Deshalb ist Kunst am Bau mit der Kulturstrategie des Kantons Bern verankert, denn Kunst und Bau „erleichtert den Zugang aller Bevölkerungsschichten zu kulturellen … Produktionen und fördert eine breite aktive Teilhabe am Kulturschaffen“ (Zweiter Auftrag, KKFG Art. 2 Bst. b). Dies tut Kunst am Bau nicht nur in „allen Ausdrucksformen“ sondern auch „in allen Regionen“ und richtet sich an „alle Bevölkerungsschichten“ — insbesondere junge Menschen — so wie es das Kantonale Kulturförderungsgesetz fordert. Kunst am Bau geht genau so wie Gebäude alle etwas an — und das macht sie wertvoll und unersetzlich.
Anstatt mehr von dieser bevölkerungsnahen Kunst zu fordern, zielt die dringliche Motion „Kunst am Bau“ mit Vernunft von Lars Guggisberg und Mathias Müller auf einen unvernünftigen Kahlschlag. Die finanzielle Hürde wird so hoch gelegt, dass fünf der sechs seit 2013 angefangen Kunst am Bauvorhaben nicht in Frage gekommen wären. Weggefallen wären drei Projekte an Ausbildungsstätten (Stichwort „junge Menschen“) und drei Projekte ausserhalb grosser Städte, nämlich in Loveresse, Münsingen und St. Imier (Stichwort „Randregionen“). In Zukunft bekämen kleinere Gemeinden für ihre bescheidenen Bauvorhaben, vergleichbar beispielsweise mit der Schule für Holzbildhauerei in Brienz, keine Kunst mehr und damit regionale Kunstschaffende keine Förderung. Kein Klang, kein Wasser, kein Bild, nichts, das überdauert. Die dringliche Motion ermöglicht Kunst am Bau nur noch an grossen Bauvorhaben in den Städten und verhindert somit vernünftige Möglichkeiten für „alle Bevölkerungsschichten“ im ganzen Kanton am kulturellen Leben teilzuhaben.
Gefordert sind alle Kunstschaffenden mittels der sie vertretenden Verbände und Vereine — namentlich visarte und BAKUB — aktiv die Öffentlichkeit für den drohenden Verlust zu sensibilisieren und mit der Bevölkerung aller Gemeinden beim Regierungsrat und beim Grossen Rat die Ablehnung der dringlichen Motion zu fordern. Eine Entkoppelung der Kunst am Bau von der Bausumme sowie eine Plafonierung der Ausgaben können durchaus vernünftig sein — nicht aber eine pauschale Kürzung, denn die durchschnittlichen jährlichen kantonalen Ausgaben für Kunst am Bau in den letzten fünf Jahren von 0.002% des Finanzhaushalts bieten wahrlich kein ernsthaftes Sparpotential. Das ist wie wenn man bei einem jährlichen Familienbudget von 100’000 Franken bei einem Budgetposten von 2 Franken sparen wollte.

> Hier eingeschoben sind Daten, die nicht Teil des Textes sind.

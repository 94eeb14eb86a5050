//! Existence checks shared by the service operations.

use super::error::{TrackedEntity, TrackerServiceError, TrackerServiceResult};
use crate::tracker::{
    domain::{
        Document, DocumentId, Epic, EpicId, Project, ProjectId, Sprint, SprintId, Story, StoryId,
    },
    ports::TrackerTransaction,
};

fn found<T>(record: Option<T>, entity: TrackedEntity) -> TrackerServiceResult<T> {
    record.ok_or(TrackerServiceError::NotFound(entity))
}

pub(super) fn project(
    tx: &mut dyn TrackerTransaction,
    id: ProjectId,
) -> TrackerServiceResult<Project> {
    found(tx.find_project(id)?, TrackedEntity::Project(id))
}

pub(super) fn epic(tx: &mut dyn TrackerTransaction, id: EpicId) -> TrackerServiceResult<Epic> {
    found(tx.find_epic(id)?, TrackedEntity::Epic(id))
}

pub(super) fn story(tx: &mut dyn TrackerTransaction, id: StoryId) -> TrackerServiceResult<Story> {
    found(tx.find_story(id)?, TrackedEntity::Story(id))
}

pub(super) fn sprint(
    tx: &mut dyn TrackerTransaction,
    id: SprintId,
) -> TrackerServiceResult<Sprint> {
    found(tx.find_sprint(id)?, TrackedEntity::Sprint(id))
}

pub(super) fn document(
    tx: &mut dyn TrackerTransaction,
    id: DocumentId,
) -> TrackerServiceResult<Document> {
    found(tx.find_document(id)?, TrackedEntity::Document(id))
}
//! JSON representations of tracker entities shared by every transport.

use crate::tracker::{
    domain::{
        Comment, CommentTarget, Document, DocumentKind, Epic, Priority, Project, Sprint,
        SprintMembership, SprintStatus, Story, WorkflowStatus,
    },
    services::StoryPage,
};
use chrono::{DateTime, Utc};
use serde::Serialize;
use uuid::Uuid;

/// Project as returned to clients.
#[derive(Debug, Clone, PartialEq, Eq, Serialize)]
pub struct ProjectView {
    /// Project identifier.
    pub id: Uuid,
    /// Unique project name.
    pub name: String,
    /// Creation timestamp.
    pub created_at: DateTime<Utc>,
}

impl From<&Project> for ProjectView {
    fn from(project: &Project) -> Self {
        Self {
            id: project.id().into_inner(),
            name: project.name().as_str().to_owned(),
            created_at: project.created_at(),
        }
    }
}

/// Epic as returned to clients.
#[derive(Debug, Clone, PartialEq, Eq, Serialize)]
pub struct EpicView {
    /// Epic identifier.
    pub id: Uuid,
    /// Owning project.
    pub project_id: Uuid,
    /// Epic title.
    pub title: String,
    /// Workflow status.
    pub status: WorkflowStatus,
    /// Creation timestamp.
    pub created_at: DateTime<Utc>,
    /// Last update timestamp.
    pub updated_at: DateTime<Utc>,
}

impl From<&Epic> for EpicView {
    fn from(epic: &Epic) -> Self {
        Self {
            id: epic.id().into_inner(),
            project_id: epic.project_id().into_inner(),
            title: epic.title().as_str().to_owned(),
            status: epic.status(),
            created_at: epic.created_at(),
            updated_at: epic.updated_at(),
        }
    }
}

/// Story as returned to clients.
#[derive(Debug, Clone, PartialEq, Eq, Serialize)]
pub struct StoryView {
    /// Story identifier.
    pub id: Uuid,
    /// Owning epic.
    pub epic_id: Uuid,
    /// Story title.
    pub title: String,
    /// Story description.
    pub description: String,
    /// Estimate.
    pub story_points: u8,
    /// Priority.
    pub priority: Priority,
    /// Workflow status.
    pub status: WorkflowStatus,
    /// Current assignee, if any.
    pub assigned_to: Option<String>,
    /// Creation timestamp.
    pub created_at: DateTime<Utc>,
    /// Last update timestamp.
    pub updated_at: DateTime<Utc>,
}

impl From<&Story> for StoryView {
    fn from(story: &Story) -> Self {
        Self {
            id: story.id().into_inner(),
            epic_id: story.epic_id().into_inner(),
            title: story.title().as_str().to_owned(),
            description: story.description().as_str().to_owned(),
            story_points: story.points().value(),
            priority: story.priority(),
            status: story.status(),
            assigned_to: story.assignee().map(|assignee| assignee.as_str().to_owned()),
            created_at: story.created_at(),
            updated_at: story.updated_at(),
        }
    }
}

/// One page of a story listing.
#[derive(Debug, Clone, PartialEq, Eq, Serialize)]
pub struct StoryPageView {
    /// Stories on this page.
    pub stories: Vec<StoryView>,
    /// Number of matching stories across all pages.
    pub total: usize,
    /// Offset of the first story on this page.
    pub offset: usize,
    /// Page size.
    pub limit: usize,
}

impl From<&StoryPage> for StoryPageView {
    fn from(page: &StoryPage) -> Self {
        Self {
            stories: page.stories.iter().map(StoryView::from).collect(),
            total: page.total,
            offset: page.offset,
            limit: page.limit,
        }
    }
}

/// Sprint as returned to clients.
#[derive(Debug, Clone, PartialEq, Eq, Serialize)]
pub struct SprintView {
    /// Sprint identifier.
    pub id: Uuid,
    /// Owning project.
    pub project_id: Uuid,
    /// Sprint name.
    pub name: String,
    /// Lifecycle state.
    pub status: SprintStatus,
    /// Creation timestamp.
    pub created_at: DateTime<Utc>,
    /// Last lifecycle change.
    pub updated_at: DateTime<Utc>,
}

impl From<&Sprint> for SprintView {
    fn from(sprint: &Sprint) -> Self {
        Self {
            id: sprint.id().into_inner(),
            project_id: sprint.project_id().into_inner(),
            name: sprint.name().as_str().to_owned(),
            status: sprint.status(),
            created_at: sprint.created_at(),
            updated_at: sprint.updated_at(),
        }
    }
}

/// Membership of a story in a sprint.
#[derive(Debug, Clone, Copy, PartialEq, Eq, Serialize)]
pub struct MembershipView {
    /// Member story.
    pub story_id: Uuid,
    /// Containing sprint.
    pub sprint_id: Uuid,
    /// When the story was added.
    pub added_at: DateTime<Utc>,
}

impl From<&SprintMembership> for MembershipView {
    fn from(membership: &SprintMembership) -> Self {
        Self {
            story_id: membership.story_id().into_inner(),
            sprint_id: membership.sprint_id().into_inner(),
            added_at: membership.added_at(),
        }
    }
}

/// Comment as returned to clients. Exactly one of the target ids is set.
#[derive(Debug, Clone, PartialEq, Eq, Serialize)]
pub struct CommentView {
    /// Comment identifier.
    pub id: Uuid,
    /// Commented story.
    pub story_id: Option<Uuid>,
    /// Commented epic.
    pub epic_id: Option<Uuid>,
    /// Comment body.
    pub text: String,
    /// Author, if given.
    pub author: Option<String>,
    /// Creation timestamp.
    pub created_at: DateTime<Utc>,
}

impl From<&Comment> for CommentView {
    fn from(comment: &Comment) -> Self {
        let (story_id, epic_id) = match comment.target() {
            CommentTarget::Story(id) => (Some(id.into_inner()), None),
            CommentTarget::Epic(id) => (None, Some(id.into_inner())),
        };
        Self {
            id: comment.id().into_inner(),
            story_id,
            epic_id,
            text: comment.text().as_str().to_owned(),
            author: comment.author().map(|author| author.as_str().to_owned()),
            created_at: comment.created_at(),
        }
    }
}

/// Document as returned to clients.
#[derive(Debug, Clone, PartialEq, Eq, Serialize)]
pub struct DocumentView {
    /// Document identifier.
    pub id: Uuid,
    /// Owning project.
    pub project_id: Uuid,
    /// Document kind.
    #[serde(rename = "type")]
    pub kind: DocumentKind,
    /// Document body.
    pub content: String,
    /// Creation timestamp.
    pub created_at: DateTime<Utc>,
    /// Last update timestamp.
    pub updated_at: DateTime<Utc>,
}

impl From<&Document> for DocumentView {
    fn from(document: &Document) -> Self {
        Self {
            id: document.id().into_inner(),
            project_id: document.project_id().into_inner(),
            kind: document.kind(),
            content: document.content().to_owned(),
            created_at: document.created_at(),
            updated_at: document.updated_at(),
        }
    }
}
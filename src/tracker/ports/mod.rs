//! Port contracts for the tracker.
//!
//! Ports define infrastructure-agnostic interfaces used by tracker services.

pub mod store;

#[cfg(test)]
pub use store::MockTrackerTransaction;
pub use store::{TrackerStore, TrackerStoreError, TrackerStoreResult, TrackerTransaction};
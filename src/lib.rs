//! Taskboard: project, epic, story and sprint tracking.
//!
//! The crate provides a task-tracking backend exposed both as a REST API and
//! as a set of named tools for language-model agents. Both interfaces share
//! one service facade, so workflow and sprint rules hold regardless of how a
//! request arrives.
//!
//! # Architecture
//!
//! Taskboard follows hexagonal architecture principles:
//!
//! - **Domain**: entities, value types and the story workflow rule
//! - **Ports**: the transactional entity store contract
//! - **Adapters**: in-memory and `PostgreSQL` stores
//! - **Transports**: REST and tool-call adapters over the service facade
//!
//! # Modules
//!
//! - [`tracker`]: domain, store, and the [`tracker::services::TrackerService`] facade
//! - [`transport`]: REST router and tool registry
//! - [`config`]: command-line and environment configuration
//! - [`telemetry`]: tracing subscriber setup

pub mod config;
pub mod telemetry;
pub mod tracker;
pub mod transport;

Im Gegenteil, der Vorstoss würde durch absurde Vorgaben Kunst und Bau in den Randregionen verunmöglichen. Mit Vernunft für Kunst am Bau einzustehen heisst hingegen, die einzigartige Eigenschaft von Kunst am Bau, immer schon bei den Leuten zu sein und so die Bevölkerung am kulturellen Leben teilhaben zu lassen, gezielt einzusetzen: vielfältig, regional, jung, volksnah.